A família vai até a Asa Norte com um carrinho no qual carregam o filho e o material. Em um dos dias de coleta, Kaline foi atropelada. “O motorista deu socorro, mas eu não quis.” A catadora sente dores nas pernas, mas não sabe se dizem respeito ao acidente ou aos trajetos percorridos diariamente. A maioria dos jovens da favela trabalha por perto. Leandro Albino, 18, lava carros e recolhe papel. Quando o calor é forte, ele vai à Esplanada logo pela manhã. Faz intervalo de duas horas para o almoço e, após o “expediente”, retorna ao seu barraco. Às vezes, Leandro vai buscar papel. “Não tem ponto certo, mas posso ir ao Ministério de Minas e Energia. Tem gente que vem buscar entulho aqui e leva pra Estrutural.” Carina Hellen, 18, não tem trabalho fixo, mas recolhe lixo nos ministérios ao menos uma vez por mês com a irmã mais velha, Kaline. “Ganhamos mais ou menos R$ 150 ou R$ 200.” A jovem, de apelido Docinho, trabalhou em uma loja de consertos no Paranoá. Entre as irmãs Celestino, Docinho é a única que não tem filhos. Ela se destaca pelos cabelos intensamente loiros. “Eu

já era clarinha mesmo, mas trouxe a tinta e minha irmã pintou”, esclarece. Carolina foi quem fez o serviço e diz ter talento. “Queria abrir um salão com minha irmã, mas a situação financeira tá difícil.” Mesmo tão jovem, ela já não crê mais em sonhos: “Minha filha foi o que aconteceu de melhor na minha vida. Mudar de casa é só uma vontade, sonho eu não tenho mais”. Docinho pensa em uma vida diferente. “Queria voltar a estudar, mas tenho vergonha. Parei na 3ª série e, se eu voltar, só vai ter moleque na minha sala”, prevê. Leandro deseja levar a mãe e os irmãos para viver em outro lugar. Pretende também voltar aos estudos, e tem planos para fazer curso técnico. Já pensou até em jogar futebol, mas os sonhos foram minados pela realidade. “Sempre fui gordinho e muito ruim. Depois, pensei em ser cobrador ou motorista, mas a gente precisa de estudos pra tudo.” Nenhum dos jovens da invasão concluiu os estudos. Quase todos começaram no Centro de Ensino Fundamental 1 da Vila Planalto e os que puderam seguiram para o CEM Paulo Freire. Leandro estudou até a 5ª série. Apesar de ter nascido na invasão, foi

morar em Planaltina de Goiás por um tempo. “Parei de estudar porque tive que vir morar aqui de novo, e minha escola ficava lá.” Por causa da gravidez, Karina interrompeu os estudos no 1º ano do ensino médio. “Estudava no Paulo Freire.

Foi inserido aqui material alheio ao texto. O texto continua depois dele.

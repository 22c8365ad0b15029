//! Authentication and authorization decisions, independent of transport and storage.

pub mod authorize;
pub mod claims;
pub mod policy;
pub mod principal;
pub mod token;

pub use authorize::{AuthorizationDecision, AuthzError, Ownership, authorize, explain};
pub use claims::{JwtClaims, TokenValidationError, validate_claims};
pub use policy::{Access, Collection, Policy};
pub use principal::Principal;
pub use token::{Hs256JwtValidator, JwtValidator, TokenError};
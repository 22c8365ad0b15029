use std::collections::HashSet;

use chrono::{DateTime, Utc};
use serde::{Deserialize, Serialize};

use mercado_core::{CartId, DomainError, DomainResult, Entity, ProductId, UserId};

use crate::validate;

#[derive(Debug, Clone, PartialEq, Eq, Serialize, Deserialize)]
#[serde(rename_all = "camelCase")]
pub struct CartItem {
    pub product_id: ProductId,
    pub quantity: u32,
}

/// A user's shopping cart (owner-only collection).
#[derive(Debug, Clone, PartialEq, Eq, Serialize, Deserialize)]
#[serde(rename_all = "camelCase")]
pub struct Cart {
    pub id: CartId,
    pub user_id: UserId,
    pub items: Vec<CartItem>,
    pub created_at: DateTime<Utc>,
    pub updated_at: DateTime<Utc>,
}

impl Entity for Cart {
    type Id = CartId;
    const KIND: &'static str = "cart";

    fn id(&self) -> &Self::Id {
        &self.id
    }
}

#[derive(Debug, Clone, PartialEq, Eq, Serialize, Deserialize)]
#[serde(rename_all = "camelCase")]
pub struct NewCart {
    #[serde(default)]
    pub id: Option<CartId>,
    pub user_id: UserId,
    #[serde(default)]
    pub items: Vec<CartItem>,
    #[serde(default)]
    pub created_at: Option<DateTime<Utc>>,
}

/// Partial update of a cart; same ownership rule as [`crate::OrderPatch`].
#[derive(Debug, Clone, Default, PartialEq, Eq, Serialize, Deserialize)]
#[serde(rename_all = "camelCase", deny_unknown_fields)]
pub struct CartPatch {
    pub user_id: Option<UserId>,
    pub items: Option<Vec<CartItem>>,
}

impl Cart {
    pub fn create(data: NewCart, now: DateTime<Utc>) -> DomainResult<Self> {
        validate_items(&data.items)?;
        let (created_at, updated_at) = validate::creation_stamps(data.created_at, None, now)?;
        Ok(Self {
            id: data.id.unwrap_or_else(CartId::new),
            user_id: data.user_id,
            items: data.items,
            created_at,
            updated_at,
        })
    }

    /// Apply a patch, returning the updated record. `self` is not modified.
    pub fn patched(&self, patch: &CartPatch, now: DateTime<Utc>) -> DomainResult<Self> {
        let mut next = self.clone();
        if let Some(user_id) = &patch.user_id {
            next.user_id = user_id.clone();
        }
        if let Some(items) = &patch.items {
            validate_items(items)?;
            next.items = items.clone();
        }
        next.updated_at = validate::refreshed(self.updated_at, now);
        Ok(next)
    }

    /// Add `quantity` of a product, merging with an existing line.
    pub fn with_item_added(
        &self,
        product_id: ProductId,
        quantity: u32,
        now: DateTime<Utc>,
    ) -> DomainResult<Self> {
        if quantity == 0 {
            return Err(DomainError::validation("item quantity must be greater than zero"));
        }
        let mut next = self.clone();
        match next.items.iter_mut().find(|i| i.product_id == product_id) {
            Some(line) => {
                line.quantity = line
                    .quantity
                    .checked_add(quantity)
                    .ok_or_else(|| DomainError::validation("item quantity is out of range"))?;
            }
            None => next.items.push(CartItem { product_id, quantity }),
        }
        next.updated_at = validate::refreshed(self.updated_at, now);
        Ok(next)
    }

    /// Drop the line for a product. Removing an absent product is a no-op.
    pub fn with_item_removed(&self, product_id: &ProductId, now: DateTime<Utc>) -> Self {
        let mut next = self.clone();
        next.items.retain(|i| &i.product_id != product_id);
        next.updated_at = validate::refreshed(self.updated_at, now);
        next
    }

    pub fn cleared(&self, now: DateTime<Utc>) -> Self {
        let mut next = self.clone();
        next.items.clear();
        next.updated_at = validate::refreshed(self.updated_at, now);
        next
    }

    pub fn quantity_of(&self, product_id: &ProductId) -> u32 {
        self.items
            .iter()
            .find(|i| &i.product_id == product_id)
            .map_or(0, |i| i.quantity)
    }
}

fn validate_items(items: &[CartItem]) -> DomainResult<()> {
    let mut seen = HashSet::new();
    for item in items {
        if item.quantity == 0 {
            return Err(DomainError::validation("item quantity must be greater than zero"));
        }
        if !seen.insert(&item.product_id) {
            return Err(DomainError::validation(format!(
                "product '{}' appears more than once",
                item.product_id
            )));
        }
    }
    Ok(())
}

#[cfg(test)]
mod tests {
    use super::*;

    fn pid(s: &str) -> ProductId {
        ProductId::parse(s).unwrap()
    }

    fn empty_cart() -> Cart {
        Cart::create(
            NewCart {
                id: None,
                user_id: UserId::parse("buyer1").unwrap(),
                items: vec![],
                created_at: None,
            },
            Utc::now(),
        )
        .unwrap()
    }

    #[test]
    fn adding_merges_lines() {
        let cart = empty_cart()
            .with_item_added(pid("prod3"), 1, Utc::now())
            .unwrap()
            .with_item_added(pid("prod3"), 2, Utc::now())
            .unwrap();
        assert_eq!(cart.items.len(), 1);
        assert_eq!(cart.quantity_of(&pid("prod3")), 3);
    }

    #[test]
    fn removing_and_clearing() {
        let cart = empty_cart()
            .with_item_added(pid("prod3"), 1, Utc::now())
            .unwrap()
            .with_item_added(pid("prod8"), 1, Utc::now())
            .unwrap();

        let cart = cart.with_item_removed(&pid("prod3"), Utc::now());
        assert_eq!(cart.quantity_of(&pid("prod3")), 0);
        assert_eq!(cart.items.len(), 1);

        assert!(cart.cleared(Utc::now()).items.is_empty());
    }

    #[test]
    fn duplicate_lines_and_zero_quantities_are_rejected() {
        let patch = CartPatch {
            items: Some(vec![
                CartItem { product_id: pid("prod1"), quantity: 1 },
                CartItem { product_id: pid("prod1"), quantity: 2 },
            ]),
            ..CartPatch::default()
        };
        assert!(empty_cart().patched(&patch, Utc::now()).is_err());
        assert!(empty_cart().with_item_added(pid("prod1"), 0, Utc::now()).is_err());
    }
}
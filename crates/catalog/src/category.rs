use chrono::{DateTime, Utc};
use serde::{Deserialize, Serialize};

use mercado_core::{CategoryId, DomainError, DomainResult, Entity, ValueObject, require_non_blank};

use crate::validate;

/// Display color in `#RGB` or `#RRGGBB` form.
#[derive(Debug, Clone, PartialEq, Eq, Hash, Serialize, Deserialize)]
#[serde(try_from = "String", into = "String")]
pub struct HexColor(String);

impl ValueObject for HexColor {}

impl HexColor {
    pub fn parse(s: impl Into<String>) -> DomainResult<Self> {
        let s = s.into();
        let digits = s
            .strip_prefix('#')
            .ok_or_else(|| DomainError::validation(format!("color '{s}' must start with '#'")))?;
        let well_formed =
            matches!(digits.len(), 3 | 6) && digits.chars().all(|c| c.is_ascii_hexdigit());
        if !well_formed {
            return Err(DomainError::validation(format!(
                "color '{s}' must be #RGB or #RRGGBB"
            )));
        }
        Ok(Self(s))
    }

    pub fn as_str(&self) -> &str {
        &self.0
    }
}

impl TryFrom<String> for HexColor {
    type Error = DomainError;

    fn try_from(value: String) -> Result<Self, Self::Error> {
        Self::parse(value)
    }
}

impl From<HexColor> for String {
    fn from(value: HexColor) -> Self {
        value.0
    }
}

/// A product category (public collection).
#[derive(Debug, Clone, PartialEq, Eq, Serialize, Deserialize)]
#[serde(rename_all = "camelCase")]
pub struct Category {
    pub id: CategoryId,
    pub name: String,
    pub description: String,
    pub color: HexColor,
    pub image_url: String,
    pub is_active: bool,
    /// Number of active products in this category; maintained by the store.
    pub product_count: u32,
    pub created_at: DateTime<Utc>,
    pub updated_at: DateTime<Utc>,
}

impl Entity for Category {
    type Id = CategoryId;
    const KIND: &'static str = "category";

    fn id(&self) -> &Self::Id {
        &self.id
    }
}

fn default_true() -> bool {
    true
}

/// Input for creating a category.
///
/// A supplied `productCount` is ignored; the store derives it.
#[derive(Debug, Clone, PartialEq, Eq, Serialize, Deserialize)]
#[serde(rename_all = "camelCase")]
pub struct NewCategory {
    #[serde(default)]
    pub id: Option<CategoryId>,
    pub name: String,
    #[serde(default)]
    pub description: String,
    pub color: HexColor,
    #[serde(default)]
    pub image_url: String,
    #[serde(default = "default_true")]
    pub is_active: bool,
    #[serde(default)]
    pub created_at: Option<DateTime<Utc>>,
    #[serde(default)]
    pub updated_at: Option<DateTime<Utc>>,
}

impl NewCategory {
    pub fn new(name: impl Into<String>, color: HexColor) -> Self {
        Self {
            id: None,
            name: name.into(),
            description: String::new(),
            color,
            image_url: String::new(),
            is_active: true,
            created_at: None,
            updated_at: None,
        }
    }

    pub fn with_id(mut self, id: CategoryId) -> Self {
        self.id = Some(id);
        self
    }
}

/// Partial update of a category. `None` leaves a field untouched.
#[derive(Debug, Clone, Default, PartialEq, Eq, Serialize, Deserialize)]
#[serde(rename_all = "camelCase", deny_unknown_fields)]
pub struct CategoryPatch {
    pub name: Option<String>,
    pub description: Option<String>,
    pub color: Option<HexColor>,
    pub image_url: Option<String>,
    pub is_active: Option<bool>,
}

impl Category {
    /// Validate input and build a new category (product count starts at zero).
    pub fn create(data: NewCategory, now: DateTime<Utc>) -> DomainResult<Self> {
        let (created_at, updated_at) =
            validate::creation_stamps(data.created_at, data.updated_at, now)?;
        let category = Self {
            id: data.id.unwrap_or_else(CategoryId::new),
            name: data.name.trim().to_string(),
            description: data.description,
            color: data.color,
            image_url: data.image_url,
            is_active: data.is_active,
            product_count: 0,
            created_at,
            updated_at,
        };
        category.validate()?;
        Ok(category)
    }

    /// Apply a patch, returning the updated record. `self` is not modified.
    pub fn patched(&self, patch: &CategoryPatch, now: DateTime<Utc>) -> DomainResult<Self> {
        let mut next = self.clone();
        if let Some(name) = &patch.name {
            next.name = name.trim().to_string();
        }
        if let Some(description) = &patch.description {
            next.description = description.clone();
        }
        if let Some(color) = &patch.color {
            next.color = color.clone();
        }
        if let Some(image_url) = &patch.image_url {
            next.image_url = image_url.clone();
        }
        if let Some(is_active) = patch.is_active {
            next.is_active = is_active;
        }
        next.validate()?;
        next.updated_at = validate::refreshed(self.updated_at, now);
        Ok(next)
    }

    fn validate(&self) -> DomainResult<()> {
        require_non_blank("name", &self.name)?;
        validate::image_url("imageUrl", &self.image_url)
    }
}
//! Marketplace records: categories, products, orders, carts, user profiles.
//!
//! This crate contains the record types and their validation rules, implemented
//! purely as deterministic domain logic (no IO, no storage, no authorization).
//! Every write takes the current time explicitly so behaviour is reproducible.

pub mod cart;
pub mod category;
pub mod filter;
pub mod order;
pub mod price;
pub mod product;
pub mod user;

mod validate;

pub use cart::{Cart, CartItem, CartPatch, NewCart};
pub use category::{Category, CategoryPatch, HexColor, NewCategory};
pub use filter::ProductFilter;
pub use order::{NewOrder, Order, OrderItem, OrderLine, OrderPatch, OrderStatus};
pub use price::Price;
pub use product::{NewProduct, Product, ProductPatch};
pub use user::{NewUserProfile, UserProfile, UserProfilePatch};
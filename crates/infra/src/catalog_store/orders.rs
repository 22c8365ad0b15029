//! Owned collection: orders.

use tracing::{info, instrument};

use mercado_auth::{Access, Collection, Ownership, Principal};
use mercado_catalog::{NewOrder, Order, OrderItem, OrderLine, OrderPatch, Product};
use mercado_core::{DomainError, Entity, OrderId, UserId};

use super::{CatalogStore, StoreError, authenticated, guard, list_owned, load_owned, now};

fn order_owner(order: &Order) -> &UserId {
    &order.user_id
}

impl CatalogStore {
    /// Place an order on behalf of `data.user_id`.
    ///
    /// Each line is priced from the current product record; unknown products
    /// are a foreign-key error and inactive ones a validation error.
    #[instrument(skip(self, data, principal), fields(user_id = %data.user_id), err)]
    pub fn create_order(
        &self,
        data: NewOrder,
        principal: Option<&Principal>,
    ) -> Result<Order, StoreError> {
        guard(
            Collection::Orders,
            Access::Write,
            principal,
            Ownership::incoming(&data.user_id),
        )?;

        let items = data
            .items
            .iter()
            .map(|line| self.price_line(line))
            .collect::<Result<Vec<_>, _>>()?;

        let order = Order::create(data.id, data.user_id, items, data.created_at, now())?;
        let total_cents = order.total_cents();
        let order = self.orders.insert(order)?;
        info!(order_id = %order.id, total_cents, "order created");
        Ok(order)
    }

    #[instrument(skip(self, principal), fields(order_id = %id), err)]
    pub fn read_order(
        &self,
        id: &OrderId,
        principal: Option<&Principal>,
    ) -> Result<Order, StoreError> {
        load_owned(self.orders.as_ref(), Collection::Orders, id, principal, order_owner)
    }

    /// Update an order. The write is allowed when the caller owns the stored
    /// order or is the `userId` carried by the patch.
    #[instrument(skip(self, patch, principal), fields(order_id = %id), err)]
    pub fn update_order(
        &self,
        id: &OrderId,
        patch: &OrderPatch,
        principal: Option<&Principal>,
    ) -> Result<Order, StoreError> {
        authenticated(Collection::Orders, Access::Write, principal)?;

        let now = now();
        let order = self.orders.modify(id, &mut |o| {
            guard(
                Collection::Orders,
                Access::Write,
                principal,
                Ownership::update(&o.user_id, patch.user_id.as_ref()),
            )?;
            Ok(o.patched(patch, now)?)
        })?;
        info!(status = ?order.status, "order updated");
        Ok(order)
    }

    /// Orders owned by the principal, ordered by id.
    pub fn list_orders(&self, principal: Option<&Principal>) -> Result<Vec<Order>, StoreError> {
        list_owned(self.orders.as_ref(), Collection::Orders, principal, order_owner)
    }

    fn price_line(&self, line: &OrderLine) -> Result<OrderItem, StoreError> {
        let product = self
            .products
            .get(&line.product_id)?
            .ok_or_else(|| DomainError::foreign_key(Product::KIND, &line.product_id))?;
        if !product.is_listed() {
            return Err(DomainError::validation(format!(
                "product '{}' is not available",
                product.id
            ))
            .into());
        }
        Ok(OrderItem {
            product_id: product.id,
            product_name: product.name,
            unit_price: product.price,
            quantity: line.quantity,
        })
    }
}
//! Tracing/logging initialization.

use core::str::FromStr;

use thiserror::Error;
use tracing_subscriber::EnvFilter;

/// Output format of the log stream.
#[derive(Debug, Clone, Copy, Default, PartialEq, Eq)]
pub enum LogFormat {
    /// One JSON object per event (machine-readable).
    #[default]
    Json,
    /// Human-readable, multi-line output for local runs.
    Pretty,
}

#[derive(Debug, Error, Clone, PartialEq, Eq)]
#[error("unknown log format '{0}' (expected 'json' or 'pretty')")]
pub struct UnknownLogFormat(pub String);

impl FromStr for LogFormat {
    type Err = UnknownLogFormat;

    fn from_str(s: &str) -> Result<Self, Self::Err> {
        match s.trim().to_ascii_lowercase().as_str() {
            "json" => Ok(LogFormat::Json),
            "pretty" => Ok(LogFormat::Pretty),
            other => Err(UnknownLogFormat(other.to_string())),
        }
    }
}

/// Initialize tracing/logging for the process.
///
/// Filtering comes from `RUST_LOG` (default `info`). Safe to call multiple
/// times (subsequent calls are no-ops).
pub fn init(format: LogFormat) {
    let filter = EnvFilter::try_from_default_env()
        .unwrap_or_else(|_| EnvFilter::new("info"));

    let builder = tracing_subscriber::fmt()
        .with_env_filter(filter)
        .with_timer(tracing_subscriber::fmt::time::SystemTime)
        .with_target(false);

    let _ = match format {
        LogFormat::Json => builder.json().try_init(),
        LogFormat::Pretty => builder.pretty().try_init(),
    };
}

Era longe e eu ia sozinha”, relata. Apesar de ter deixado a escola cedo, Docinho acha que aprendeu muito. “Eu ainda consigo ler, escrever e fazer contas”, diz, enquanto está sob efeito da maconha que compra em um lugar próximo. No local, as drogas são comuns. Apesar de muitos usarem as substâncias, eles afirmam que o consumo não representa perigo. “Aqui é bem tranquilo, ninguém mexe com a gente”, garante Carolina. Docinho fuma maconha “só pra ficar de boa”, como forma de encarar o cotidiano. No entanto, já houve quem usasse drogas mais pesadas. Há quatro meses, o vício em crack levou para a cadeia dois jovens da invasão. “São novos, meus primos. Roubaram umas coisas pra comprar pedra”, conta Kaline. A diversão entre os jovens da favela ocorre esporadicamente. Quando possível, comparecem em eventos sobre coleta seletiva e reciclagem. “Eu

já fui em Belo Horizonte, Rio de Janeiro, e em dezembro vou com minha mãe pra Curitiba, num encontro de catadoras”, diz Kaline. Nos fins de semana, os meninos se arriscam jogando futebol na pista. Raquel da Silva, 15 anos, prefere pegar a bicicleta e ir até o lago. “A gente vai depois do almoço e só volta no fim da tarde.” Os jovens também se animam com visitas. Cláudio Landers, 34, é advogado e coordena o Sopão da Alegria, grupo que leva alimentos a pessoas carentes. “Comer faz bem, mas eu indicaria também que fossem estimulados em atividades como visitas à biblioteca”, sugere. “O governo deveria incentivá-los a terminar o 2º grau e a começar um curso profissionalizante.” Para quem vê de dentro, as chances de reanimar a juventude da Favela da Garagem do Senado seguem a mesma ideia. “Esses meninos estão perdidos. Quando minha filha fizer 15 anos, vou atrás do primeiro emprego dela. Nenhum jovem aqui tem trabalho fixo e não quero que isso aconteça com ela”, assegura Madalena, hoje com 28 anos, dos quais passou grande parte vivendo como os jovens que moram por lá.